In 1978, Congress approved a change to Title 10 USC Section 6015 to permit the Navy to assign women to sea duty billets on support and noncombatant ships. The Surface Warfare community was opened to women that year as well. In 1979, the first woman obtained her Surface Warfare Officer (SWO) qualification.

In 1979, officer and enlisted women began to be assigned to Navy ships. The ships were mostly tenders or repair ships, which had limited time at sea. Also in 1979, Ensign Deborah A. Loewer who had been at the top of her class at the Navy’s Surface Warfare Officer School after receiving her commission from Officer Candidate School (OCS) in Newport, R.I. was one of the first women to report aboard the USS Yosemite (AD 19). She later earned her two stars and served as Vice Commander, Military Sealift Command.

In 1980, fifty-four female midshipmen in that first class graduated and were commissioned from the Naval Academy.

During this initial integration of women into sea duty, tenders began deploying to Diego Garcia, the British territory in the Chagos atoll chain almost smack in the middle of the Indian Ocean. The concept was for the capital ships to come into Diego Garcia’s lagoon where the anchored tenders would provide maintenance, repair, and other services. This put women on ships really going to sea, not on ships sitting in port on a stateside Navy base, but going places where Navy women on ships had not previously gone.

The Yosemite’s Adventure

After my reporting aboard, Yosemite transited the Atlantic Ocean, the Mediterranean Sea, the Suez Canal, the Red Sea, and the Indian Ocean, arriving and anchoring in Diego Garcia, “The Footprint of Freedom” in October.

Captain Francis J. Boyle, Yosemite’s commanding officer recommended to the chain of command she transit north to Masirah, Oman to be closer to ships in Battle Group Alfa. After ten days in Diego Garcia, the recommendation was approved, and Yosemite was sent north, anchoring off the island of Masirah, Oman where ships of the USS Ranger (CVN 61) Battle Group would come alongside and receive the equivalent of a two-week restricted availability in four days.

The women of the crew and the wardroom performed extremely well.

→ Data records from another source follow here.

// ABOUTME: User profile configuration and fitness-specific settings
// ABOUTME: Manages athlete profiles, preferences, and personalized configurations
//
// SPDX-License-Identifier: MIT OR Apache-2.0
// Copyright (c) 2025 Pierre Fitness Intelligence

//! Configuration profiles for different user types and use cases

use serde::{Deserialize, Serialize};
use std::collections::HashMap;

/// Predefined configuration profiles
#[derive(Debug, Clone, Serialize, Deserialize, PartialEq)]
#[serde(tag = "type")]
#[derive(Default)]
pub enum ConfigProfile {
    /// Default configuration with standard thresholds
    #[default]
    Default,

    /// Research-grade detailed analysis
    Research {
        /// Multiplier for sensitivity in analysis (1.0 = normal, >1.0 = more sensitive)
        sensitivity_multiplier: f64,
        /// Level of zone granularity
        zone_granularity: ZoneGranularity,
        /// Statistical confidence level for analysis
        statistical_confidence: f64,
    },

    /// Elite athlete with strict thresholds
    Elite {
        /// Performance adjustment factor (>1.0 for higher standards)
        performance_factor: f64,
        /// Recovery sensitivity multiplier
        recovery_sensitivity: f64,
    },

    /// Recreational athlete with forgiving analysis
    Recreational {
        /// Positive bias in performance assessment (0.0-1.0)
        motivation_bias: f64,
        /// Threshold tolerance multiplier (>1.0 for more forgiving)
        threshold_tolerance: f64,
    },

    /// Beginner with educational focus
    Beginner {
        /// Reduce thresholds by this factor
        threshold_reduction: f64,
        /// Simplify metrics for easier understanding
        simplified_metrics: bool,
    },

    /// Medical/rehabilitation context
    Medical {
        /// Maximum allowed intensity (0.0-1.0)
        max_intensity: f64,
        /// Use conservative thresholds
        conservative_thresholds: bool,
        /// Additional safety margin
        safety_margin: f64,
    },

    /// Sport-specific optimization
    SportSpecific {
        /// Primary sport
        sport: String,
        /// Sport-specific parameter overrides
        specialization_factors: HashMap<String, f64>,
    },

    /// Custom configuration
    Custom {
        /// Profile name
        name: String,
        /// Profile description
        description: String,
        /// Custom parameter overrides
        overrides: HashMap<String, f64>,
    },
}

impl ConfigProfile {
    /// Get the profile name
    #[must_use]
    pub fn name(&self) -> String {
        match self {
            Self::Default => "default".into(),
            Self::Research { .. } => "research".into(),
            Self::Elite { .. } => "elite".into(),
            Self::Recreational { .. } => "recreational".into(),
            Self::Beginner { .. } => "beginner".into(),
            Self::Medical { .. } => "medical".into(),
            Self::SportSpecific { sport, .. } => format!("sport_{}", sport.to_lowercase()),
            Self::Custom { name, .. } => name.clone(), // Safe: String ownership required for return value
        }
    }

    /// Create an elite profile from VO2 max
    #[must_use]
    pub fn elite_from_vo2_max(vo2_max: f64) -> Self {
        let performance_factor = match vo2_max {
            v if v >= 70.0 => 1.2,  // Professional level
            v if v >= 60.0 => 1.15, // Competitive amateur
            v if v >= 50.0 => 1.1,  // Strong recreational
            _ => 1.05,              // Standard elite
        };

        Self::Elite {
            performance_factor,
            recovery_sensitivity: 1.2,
        }
    }

    /// Get parameter adjustments for this profile
    #[must_use]
    pub fn get_adjustments(&self) -> HashMap<String, f64> {
        let mut adjustments = HashMap::new();

        match self {
            Self::Research {
                sensitivity_multiplier,
                ..
            } => {
                adjustments.insert("sensitivity_multiplier".into(), *sensitivity_multiplier);
                adjustments.insert("analysis_depth".into(), 2.0); // Double analysis depth
            }

            Self::Elite {
                performance_factor,
                recovery_sensitivity,
            } => {
                adjustments.insert("threshold_multiplier".into(), *performance_factor);
                adjustments.insert("recovery_sensitivity".into(), *recovery_sensitivity);
                adjustments.insert("performance_standards".into(), 1.15);
            }

            Self::Recreational {
                threshold_tolerance,
                ..
            } => {
                adjustments.insert("threshold_multiplier".into(), *threshold_tolerance);
                adjustments.insert("effort_scaling".into(), 0.9); // Slightly easier effort scores
            }

            Self::Beginner {
                threshold_reduction,
                ..
            } => {
                adjustments.insert("threshold_multiplier".into(), *threshold_reduction);
                adjustments.insert("zone_buffer".into(), 1.1); // 10% buffer between zones
                adjustments.insert("achievement_sensitivity".into(), 1.2); // More achievements
            }

            Self::Medical {
                max_intensity,
                safety_margin,
                ..
            } => {
                adjustments.insert("max_intensity".into(), *max_intensity);
                adjustments.insert("safety_margin".into(), *safety_margin);
                adjustments.insert("conservative_factor".into(), 0.8);
            }

            Self::SportSpecific {
                specialization_factors,
                ..
            } => {
                for (key, value) in specialization_factors {
                    adjustments.insert(key.clone(), *value); // Safe: HashMap.insert requires key ownership
                }
            }

            Self::Custom { overrides, .. } => {
                for (key, value) in overrides {
                    adjustments.insert(key.clone(), *value); // Safe: HashMap.insert requires key ownership
                }
            }

            Self::Default => {
                // No adjustments for default
            }
        }

        adjustments
    }
}

/// Zone analysis granularity
#[derive(Debug, Clone, Copy, Serialize, Deserialize, PartialEq, Eq)]
pub enum ZoneGranularity {
    /// Standard 5-zone model
    Standard,
    /// Fine 7-zone model
    Fine,
    /// Ultra-fine 10-zone model for research
    UltraFine,
}

/// Athlete fitness level
#[derive(Debug, Clone, Copy, Serialize, Deserialize, PartialEq, Eq)]
pub enum FitnessLevel {
    /// Beginner athlete (0-1 years experience)
    Beginner,
    /// Recreational athlete (casual training, no competition)
    Recreational,
    /// Intermediate athlete (2-4 years experience, local competition)
    Intermediate,
    /// Advanced athlete (5+ years, regional competition)
    Advanced,
    /// Elite athlete (national level competition)
    Elite,
    /// Professional athlete (world-class, full-time training)
    Professional,
}

/// VO2 max thresholds for fitness level classification by gender
struct Vo2MaxThresholds {
    beginner: f64,
    recreational: f64,
    intermediate: f64,
    advanced: f64,
    elite: f64,
}

/// Male VO2 max thresholds (ml/kg/min)
const MALE_VO2_THRESHOLDS: Vo2MaxThresholds = Vo2MaxThresholds {
    beginner: 35.0,
    recreational: 42.0,
    intermediate: 50.0,
    advanced: 55.0,
    elite: 60.0,
};

/// Female VO2 max thresholds (ml/kg/min)
const FEMALE_VO2_THRESHOLDS: Vo2MaxThresholds = Vo2MaxThresholds {
    beginner: 30.0,
    recreational: 35.0,
    intermediate: 42.0,
    advanced: 50.0,
    elite: 55.0,
};

impl FitnessLevel {
    /// Get threshold adjustment factor for fitness level
    #[must_use]
    pub const fn threshold_factor(&self) -> f64 {
        match self {
            Self::Beginner => 0.85,
            Self::Recreational => 0.90,
            Self::Intermediate => 0.95,
            Self::Advanced => 1.0,
            Self::Elite => 1.05,
            Self::Professional => 1.1,
        }
    }

    /// Create from VO2 max value
    #[must_use]
    pub fn from_vo2_max(vo2_max: f64, age: Option<u16>, gender: Option<&str>) -> Self {
        // Adjust for age if provided
        let age_adjusted_vo2 = age.map_or(vo2_max, |age| {
            // VO2 max declines approximately 1% per year after age 25
            let age_factor = if age > 25 {
                f64::from(age - 25).mul_add(-0.01, 1.0)
            } else {
                1.0
            };
            vo2_max / age_factor.max(0.7)
        });

        // Select gender-specific thresholds
        let thresholds = match gender {
            Some("F" | "female") => &FEMALE_VO2_THRESHOLDS,
            _ => &MALE_VO2_THRESHOLDS, // Male or unspecified
        };

        match age_adjusted_vo2 {
            v if v < thresholds.beginner => Self::Beginner,
            v if v < thresholds.recreational => Self::Recreational,
            v if v < thresholds.intermediate => Self::Intermediate,
            v if v < thresholds.advanced => Self::Advanced,
            v if v < thresholds.elite => Self::Elite,
            _ => Self::Professional,
        }
    }
}

/// Profile templates for quick setup
pub struct ProfileTemplates;

impl ProfileTemplates {
    /// Get all available profile templates
    #[must_use]
    pub fn all() -> Vec<(String, ConfigProfile)> {
        vec![
            ("Default".into(), ConfigProfile::Default),
            (
                "Research".into(),
                ConfigProfile::Research {
                    sensitivity_multiplier: 1.5,
                    zone_granularity: ZoneGranularity::Fine,
                    statistical_confidence: 0.95,
                },
            ),
            (
                "Elite Athlete".into(),
                ConfigProfile::Elite {
                    performance_factor: 1.15,
                    recovery_sensitivity: 1.2,
                },
            ),
            (
                "Recreational Athlete".into(),
                ConfigProfile::Recreational {
                    motivation_bias: 0.1,
                    threshold_tolerance: 1.1,
                },
            ),
            (
                "Beginner".into(),
                ConfigProfile::Beginner {
                    threshold_reduction: 0.85,
                    simplified_metrics: true,
                },
            ),
            (
                "Medical/Rehab".into(),
                ConfigProfile::Medical {
                    max_intensity: 0.75,
                    conservative_thresholds: true,
                    safety_margin: 1.2,
                },
            ),
            (
                "Cycling Specialist".into(),
                ConfigProfile::SportSpecific {
                    sport: "cycling".into(),
                    specialization_factors: HashMap::from([
                        ("power_weight_importance".into(), 1.2),
                        ("aerodynamic_factor".into(), 1.1),
                        ("ftp_calculation_method".into(), 0.95),
                    ]),
                },
            ),
            (
                "Running Specialist".into(),
                ConfigProfile::SportSpecific {
                    sport: "running".into(),
                    specialization_factors: HashMap::from([
                        ("running_economy_factor".into(), 1.15),
                        ("cadence_importance".into(), 1.1),
                        ("vertical_oscillation_penalty".into(), 1.2),
                    ]),
                },
            ),
            (
                "Swimming Specialist".into(),
                ConfigProfile::SportSpecific {
                    sport: "swimming".into(),
                    specialization_factors: HashMap::from([
                        ("stroke_efficiency_weight".into(), 1.3),
                        ("breathing_pattern_factor".into(), 1.1),
                        ("turn_efficiency".into(), 1.05),
                    ]),
                },
            ),
        ]
    }

    /// Get a profile template by name
    #[must_use]
    pub fn get(name: &str) -> Option<ConfigProfile> {
        Self::all()
            .into_iter()
            .find(|(n, _)| n.eq_ignore_ascii_case(name))
            .map(|(_, profile)| profile)
    }
}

Their contributions made the deployment and my two-year tour a success. The Yosemite received a letter of commendation as a member of Battle Group Alfa (the Ranger) Battle Group, something rare if not unique for a repair ship. She was also named the most outstanding repair facility, ship or shore of any kind, in the U.S. Atlantic Fleet. This is the success story of the Yosemite for which both the men and women sailors and officers should be credited. She was the first Navy ship with women as part of ship’s complement to have extended out of port time beyond straight transits from one port to another.

Some Thoughts on my Memoir

The story is also about how this executive officer dealt with the tour as “number two” in my penultimate Navy assignment and my last operational tour.

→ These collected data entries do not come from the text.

// ABOUTME: Type-safe newtype wrappers for domain primitives
// ABOUTME: Prevents mixing up IDs and provides compile-time safety for tenant isolation
//
// SPDX-License-Identifier: MIT OR Apache-2.0
// Copyright (c) 2025 Pierre Fitness Intelligence

pub mod json_schemas;

use std::fmt;
use uuid::Uuid;

/// Tenant identifier with compile-time type safety
#[derive(Debug, Clone, Copy, PartialEq, Eq, Hash, serde::Serialize, serde::Deserialize)]
#[serde(transparent)]
pub struct TenantId(Uuid);

impl TenantId {
    /// Create a new tenant ID
    #[must_use]
    pub fn new() -> Self {
        Self(Uuid::new_v4())
    }

    /// Create from existing UUID
    #[must_use]
    pub const fn from_uuid(id: Uuid) -> Self {
        Self(id)
    }

    /// Parse from string
    ///
    /// # Errors
    /// Returns error if string is not a valid UUID
    pub fn parse_str(s: &str) -> Result<Self, uuid::Error> {
        Ok(Self(Uuid::parse_str(s)?))
    }

    /// Get inner UUID
    #[must_use]
    pub const fn as_uuid(&self) -> &Uuid {
        &self.0
    }

    /// Convert to UUID
    #[must_use]
    pub const fn into_uuid(self) -> Uuid {
        self.0
    }
}

impl Default for TenantId {
    fn default() -> Self {
        Self::new()
    }
}

impl fmt::Display for TenantId {
    fn fmt(&self, f: &mut fmt::Formatter<'_>) -> fmt::Result {
        write!(f, "{}", self.0)
    }
}

impl From<Uuid> for TenantId {
    fn from(id: Uuid) -> Self {
        Self(id)
    }
}

impl From<TenantId> for Uuid {
    fn from(id: TenantId) -> Self {
        id.0
    }
}

/// User identifier with compile-time type safety
#[derive(Debug, Clone, Copy, PartialEq, Eq, Hash, serde::Serialize, serde::Deserialize)]
#[serde(transparent)]
pub struct UserId(Uuid);

impl UserId {
    /// Create a new user ID
    #[must_use]
    pub fn new() -> Self {
        Self(Uuid::new_v4())
    }

    /// Create from existing UUID
    #[must_use]
    pub const fn from_uuid(id: Uuid) -> Self {
        Self(id)
    }

    /// Parse from string
    ///
    /// # Errors
    /// Returns error if string is not a valid UUID
    pub fn parse_str(s: &str) -> Result<Self, uuid::Error> {
        Ok(Self(Uuid::parse_str(s)?))
    }

    /// Get inner UUID
    #[must_use]
    pub const fn as_uuid(&self) -> &Uuid {
        &self.0
    }

    /// Convert to UUID
    #[must_use]
    pub const fn into_uuid(self) -> Uuid {
        self.0
    }
}

impl Default for UserId {
    fn default() -> Self {
        Self::new()
    }
}

impl fmt::Display for UserId {
    fn fmt(&self, f: &mut fmt::Formatter<'_>) -> fmt::Result {
        write!(f, "{}", self.0)
    }
}

impl From<Uuid> for UserId {
    fn from(id: Uuid) -> Self {
        Self(id)
    }
}

impl From<UserId> for Uuid {
    fn from(id: UserId) -> Self {
        id.0
    }
}

/// OAuth 2.0 client identifier with compile-time type safety
#[derive(Debug, Clone, PartialEq, Eq, Hash, serde::Serialize, serde::Deserialize)]
#[serde(transparent)]
pub struct ClientId(String);

impl ClientId {
    /// Create from string
    #[must_use]
    pub fn new(id: impl Into<String>) -> Self {
        Self(id.into())
    }

    /// Get inner string
    #[must_use]
    pub fn as_str(&self) -> &str {
        &self.0
    }

    /// Convert to String
    #[must_use]
    pub fn into_string(self) -> String {
        self.0
    }
}

impl fmt::Display for ClientId {
    fn fmt(&self, f: &mut fmt::Formatter<'_>) -> fmt::Result {
        write!(f, "{}", self.0)
    }
}

impl From<String> for ClientId {
    fn from(id: String) -> Self {
        Self(id)
    }
}

impl From<ClientId> for String {
    fn from(id: ClientId) -> Self {
        id.0
    }
}

impl AsRef<str> for ClientId {
    fn as_ref(&self) -> &str {
        &self.0
    }
}

/// Provider name with compile-time type safety
#[derive(Debug, Clone, PartialEq, Eq, Hash, serde::Serialize, serde::Deserialize)]
#[serde(transparent)]
pub struct ProviderName(String);

impl ProviderName {
    /// Create from string
    #[must_use]
    pub fn new(name: impl Into<String>) -> Self {
        Self(name.into())
    }

    /// Get inner string
    #[must_use]
    pub fn as_str(&self) -> &str {
        &self.0
    }

    /// Convert to String
    #[must_use]
    pub fn into_string(self) -> String {
        self.0
    }
}

impl fmt::Display for ProviderName {
    fn fmt(&self, f: &mut fmt::Formatter<'_>) -> fmt::Result {
        write!(f, "{}", self.0)
    }
}

impl From<String> for ProviderName {
    fn from(name: String) -> Self {
        Self(name)
    }
}

impl From<ProviderName> for String {
    fn from(name: ProviderName) -> Self {
        name.0
    }
}

impl AsRef<str> for ProviderName {
    fn as_ref(&self) -> &str {
        &self.0
    }
}

/// Tenant context for enforcing tenant isolation in database operations
#[derive(Debug, Clone, Copy)]
pub struct TenantContext {
    tenant_id: TenantId,
    user_id: UserId,
}

impl TenantContext {
    /// Create new tenant context
    #[must_use]
    pub const fn new(tenant_id: TenantId, user_id: UserId) -> Self {
        Self { tenant_id, user_id }
    }

    /// Get tenant ID
    #[must_use]
    pub const fn tenant_id(&self) -> TenantId {
        self.tenant_id
    }

    /// Get user ID
    #[must_use]
    pub const fn user_id(&self) -> UserId {
        self.user_id
    }
}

A number of enlisted personnel also gave me input, a valuable look from a much different angle. Their recollections of the deployment, which I collected, gave me pause roughly three-quarters through the first draft. Their recounting required me to consider, as Bob Seger sang in “Against the Wind,” “…what to leave in and what to leave out.” For those who are not familiar with Navy ships, they may not be familiar with the difference between an officer and an enlisted perspective.

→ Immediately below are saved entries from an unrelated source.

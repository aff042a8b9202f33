// ABOUTME: JSON response utilities to eliminate duplication across error and success responses
// ABOUTME: Provides standardized response builders for consistent API responses and error handling
//
// Licensed under either of Apache License, Version 2.0 or MIT License at your option.
// Copyright ©2025 Async-IO.org

use serde_json::{json, Value};

/// Create a simple error response with just an error message
#[must_use]
pub fn simple_error(message: &str) -> Value {
    json!({ "error": message })
}

/// Create a simple success response with a message
#[must_use]
pub fn simple_success(message: &str) -> Value {
    json!({ "success": true, "message": message })
}

/// Create a detailed error response with error code and description
#[must_use]
pub fn detailed_error(error_code: &str, description: &str) -> Value {
    json!({
        "success": false,
        "error": error_code,
        "error_description": description
    })
}

/// Create a detailed success response with data
#[must_use]
pub fn detailed_success(message: &str, data: &Value) -> Value {
    json!({
        "success": true,
        "message": message,
        "data": data.clone() // Safe: JSON value ownership for response
    })
}

/// Create an OAuth/authentication error response
#[must_use]
pub fn oauth_error(error_type: &str, details: &str, provider: Option<&str>) -> Value {
    let mut response = json!({
        "error": error_type,
        "details": details
    });

    if let Some(p) = provider {
        response["provider"] = json!(p);
    }

    response
}

/// Create a validation error response with details
#[must_use]
pub fn validation_error(message: &str, details: &Value) -> Value {
    json!({
        "error": "validation_failed",
        "message": message,
        "details": details.clone() // Safe: JSON value ownership for error response
    })
}

/// Create a not found error response
#[must_use]
pub fn not_found_error(resource: &str) -> Value {
    json!({
        "error": "not_found",
        "message": format!("{resource} not found")
    })
}

/// Create an unauthorized error response
#[must_use]
pub fn unauthorized_error(message: &str) -> Value {
    json!({
        "error": "unauthorized",
        "message": message
    })
}

/// Create a service unavailable error response
#[must_use]
pub fn service_unavailable_error(service: &str, message: &str) -> Value {
    json!({
        "error": "service_unavailable",
        "service": service,
        "message": message,
        "is_real_data": false
    })
}

/// Create a connection/token error for fitness providers
#[must_use]
pub fn provider_connection_error(provider: &str, _message: &str) -> Value {
    json!({
        "error": format!("No {provider} token found for user - please connect your {provider} account first"),
        "is_real_data": false,
        "note": format!("Connect your {provider} account via the OAuth flow to get real data")
    })
}

/// Create a data serialization error response
#[must_use]
pub fn serialization_error(data_type: &str) -> Value {
    json!({
        "error": format!("Failed to serialize {data_type}"),
        "is_real_data": false
    })
}

/// Create a rate limit error response
#[must_use]
pub fn rate_limit_error(limit: u32, reset_time: Option<&str>) -> Value {
    let mut response = json!({
        "error": "rate_limit_exceeded",
        "message": "API rate limit exceeded",
        "limit": limit
    });

    if let Some(reset) = reset_time {
        response["reset_time"] = json!(reset);
    }

    response
}

/// Create an invalid format error response
#[must_use]
pub fn invalid_format_error(field: &str, expected_format: &str) -> Value {
    json!({
        "error": format!("Invalid {field} format. Use {expected_format}.")
    })
}

/// Create a registration failed error with detailed information
#[must_use]
pub fn registration_failed_error(error_description: &str, details: &str) -> Value {
    json!({
        "success": false,
        "error": "registration_failed",
        "error_description": error_description,
        "details": details
    })
}

/// Create a generic API error response
#[must_use]
pub fn api_error(message: &str) -> Value {
    json!({ "error": message.to_string() })
}

/// Create a success response for A2A client registration
#[must_use]
pub fn a2a_registration_success(
    client_id: &str,
    client_secret: &str,
    api_key: &str,
    public_key: &str,
    private_key: &str,
    key_type: &str,
) -> Value {
    json!({
        "success": true,
        "message": "A2A client registered successfully",
        "data": {
            "client_id": client_id,
            "client_secret": client_secret,
            "api_key": api_key,
            "public_key": public_key,
            "private_key": private_key,
            "key_type": key_type,
            "next_steps": {
                "documentation": "https://docs.pierre.ai/a2a",
                "authentication": "Use the provided credentials for A2A protocol authentication",
                "endpoints": {
                    "a2a_protocol": "/a2a/protocol",
                    "agent_card": "/.well-known/agent.json"
                }
            }
        }
    })
}

/// Create an activity not found error
#[must_use]
pub fn activity_not_found_error(activity_id: &str, provider: Option<&str>) -> Value {
    let message = provider.map_or_else(
        || "Activity not found".to_string(),
        |p| format!("Activity not found or user not connected to {p}"),
    );

    json!({
        "error": message,
        "activity_id": activity_id,
        "is_real_data": false
    })
}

I was not blind or so innocent to believe nothing was going on between men and women on board. I knew how sailors could figure out how to make anything happen if they wanted something to happen. I also knew they were much more cavalier about adhering to regulations than officers. I also knew Mark Twain was correct in his Letters From the Earth, and sex was a primary drive of humans, especially the young ‘un’s

Executive officers are four levels above what is happening on the deck plates: department heads, division officers, chiefs, and leading petty officers are between them and the sailors on those deck plates. The XO’s focus is on the ship’s mission, her daily operation running smoothly, coordinating the operation of each of the departments and special staff, and most of all ensuring he or she reflects the demands, the desires of the commanding officer, even the way the XO projects his or her image, to support the CO at all times. So even though I suspected there was fraternization occurring, it was not easily detected, and I could not have stopped it without having taken draconian actions.

My Story

This old salt was surprised with what ensued after I reported aboard. What I experienced convinced me there is a right way and wrong way to bring about change.

The women aboard Yosemite during my time as executive officer proved fully capable of handling duties at sea. During this period when the program was under negative scrutiny from the senior bureaucracy of the Navy and the vast majority of male officers and sailors, the women enthusiastically went to work. There were problems just like there were problems when Navy ships only had men on board, just different problems. Ignoring all of the political maneuvering from those who wanted women to have the right to go to sea and those who were dead set against such a policy, Yosemite men and women rose to the challenge and proved it could be done. Successfully.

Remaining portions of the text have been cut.